Honda Motor Co in October said that it would leave F1 at the end of this year’s season, while BMW AG and Volkswagen AG’s Audi have announced that they plan to quit Formula E electric-motor racing.
The Volkswagen brand is terminating all motorsports activities and reassigning employees to work on building the industry’s biggest fleet of battery-powered vehicles.
In addition to making external sales efforts, the Mercedes F1 team has deepened collaboration with Mercedes’ AMG performance-car division to bolster offerings of fully or partly electric sports cars. Well-heeled costumers would be able to experience results next year, when the GT four-door hybrid automobile and the Project One supercar hit the road.
The three years that have transpired since Mercedes showed the latter vehicle — a two-seater boasting more than 1,000 horsepower — suggest that there are reasons no other automaker has tried to plug a F1 drivetrain into a vehicle for public roads.
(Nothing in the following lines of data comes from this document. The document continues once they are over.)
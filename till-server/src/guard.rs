//! Access Guard
//!
//! Explicit authorization layer preceding every mutation and cross-operator
//! read. Row visibility is enforced here, not by the storage layer, so
//! callers get a typed failure instead of a silently empty result set.
//!
//! Failure taxonomy, surfaced distinctly:
//! - `UserNotFound`: operator id unresolvable
//! - `RoleNotAuthorized`: resolved, but role outside the allowed set
//! - `UserInactive`: resolved, allowed role, but deactivated

use std::sync::Arc;

use shared::models::Operator;

use crate::directory::UserDirectory;
use crate::error::{EngineError, EngineResult};

/// Action being authorized
#[derive(Debug, Clone)]
pub enum Action {
    /// Create or mutate a draft (add/update/remove items, hold, discard)
    MutateDraft,
    /// Read a draft owned by `owner_id`
    ViewDraft { owner_id: String },
    /// Read a session and its attached orders
    ViewSession,
    /// Confirm a draft into a durable order
    ConfirmOrder,
    /// Close or abandon a session
    SettleSession,
}

impl Action {
    fn name(&self) -> &'static str {
        match self {
            Action::MutateDraft => "draft mutation",
            Action::ViewDraft { .. } => "draft view",
            Action::ViewSession => "session view",
            Action::ConfirmOrder => "order confirmation",
            Action::SettleSession => "session settlement",
        }
    }
}

/// Authorizes requests against operator role and active status
#[derive(Clone)]
pub struct AccessGuard {
    directory: Arc<dyn UserDirectory>,
}

impl AccessGuard {
    pub fn new(directory: Arc<dyn UserDirectory>) -> Self {
        Self { directory }
    }

    /// Authorize `operator_id` for `action`, returning the resolved operator
    ///
    /// Inactive operators are denied every mutation regardless of role.
    pub async fn authorize(&self, operator_id: &str, action: &Action) -> EngineResult<Operator> {
        let operator = self
            .directory
            .get_operator(operator_id)
            .await
            .ok_or_else(|| EngineError::UserNotFound(operator_id.to_string()))?;

        if !operator.is_active {
            tracing::warn!(operator_id = %operator_id, action = action.name(), "Denied: operator inactive");
            return Err(EngineError::UserInactive(operator_id.to_string()));
        }

        let allowed = match action {
            Action::MutateDraft | Action::ConfirmOrder | Action::SettleSession => {
                operator.role.can_mutate_drafts()
            }
            Action::ViewDraft { owner_id } => {
                owner_id == &operator.id || operator.role.can_view_all_drafts()
            }
            // Any active operator may view sessions (tabs are table-scoped,
            // not operator-scoped)
            Action::ViewSession => true,
        };

        if !allowed {
            tracing::warn!(
                operator_id = %operator_id,
                role = ?operator.role,
                action = action.name(),
                "Denied: role not authorized"
            );
            return Err(EngineError::RoleNotAuthorized {
                role: operator.role,
                action: action.name(),
            });
        }

        Ok(operator)
    }
}

#[cfg(test)]
mod tests {
    use super::*;
    use crate::directory::MemoryDirectory;
    use shared::models::Role;

    fn guard_with(ops: Vec<Operator>) -> AccessGuard {
        AccessGuard::new(Arc::new(MemoryDirectory::with_operators(ops)))
    }

    #[tokio::test]
    async fn unknown_operator_is_user_not_found() {
        let guard = guard_with(vec![]);
        let err = guard.authorize("ghost", &Action::MutateDraft).await.unwrap_err();
        assert!(matches!(err, EngineError::UserNotFound(_)));
    }

    #[tokio::test]
    async fn kitchen_role_cannot_mutate_drafts() {
        let guard = guard_with(vec![Operator::new("k1", "Kitchen", Role::Kitchen)]);
        let err = guard.authorize("k1", &Action::MutateDraft).await.unwrap_err();
        assert!(matches!(err, EngineError::RoleNotAuthorized { .. }));
    }

    #[tokio::test]
    async fn inactive_admin_is_denied_before_role_check() {
        let mut admin = Operator::new("a1", "Admin", Role::Admin);
        admin.is_active = false;
        let guard = guard_with(vec![admin]);
        let err = guard.authorize("a1", &Action::MutateDraft).await.unwrap_err();
        assert!(matches!(err, EngineError::UserInactive(_)));
    }

    #[tokio::test]
    async fn cashier_views_own_draft_but_not_others() {
        let guard = guard_with(vec![
            Operator::new("c1", "Ana", Role::Cashier),
            Operator::new("m1", "Marta", Role::Manager),
        ]);

        guard
            .authorize("c1", &Action::ViewDraft { owner_id: "c1".into() })
            .await
            .unwrap();
        let err = guard
            .authorize("c1", &Action::ViewDraft { owner_id: "m1".into() })
            .await
            .unwrap_err();
        assert!(matches!(err, EngineError::RoleNotAuthorized { .. }));

        // Manager sees everything
        guard
            .authorize("m1", &Action::ViewDraft { owner_id: "c1".into() })
            .await
            .unwrap();
    }
}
Porsche AG and Toyota Motor Corp have used racing to test technology for road vehicles, but the transfer of know-how mainly focused on areas such as downsized turbo engines or recuperating electric power in hybrid systems.
Adapting sophisticated F1 components such as the exhaust-gas turbocharger and tweaking noise vibration to levels that do not perforate eardrums is expensive.
Still, it is worth the effort, AMG chief technical officer Jochen Hermann said.
“We’re well connected now and learn from each other,” Hermann said in a telephone interview. “The electrification of sports cars is an opportunity we want to seize.”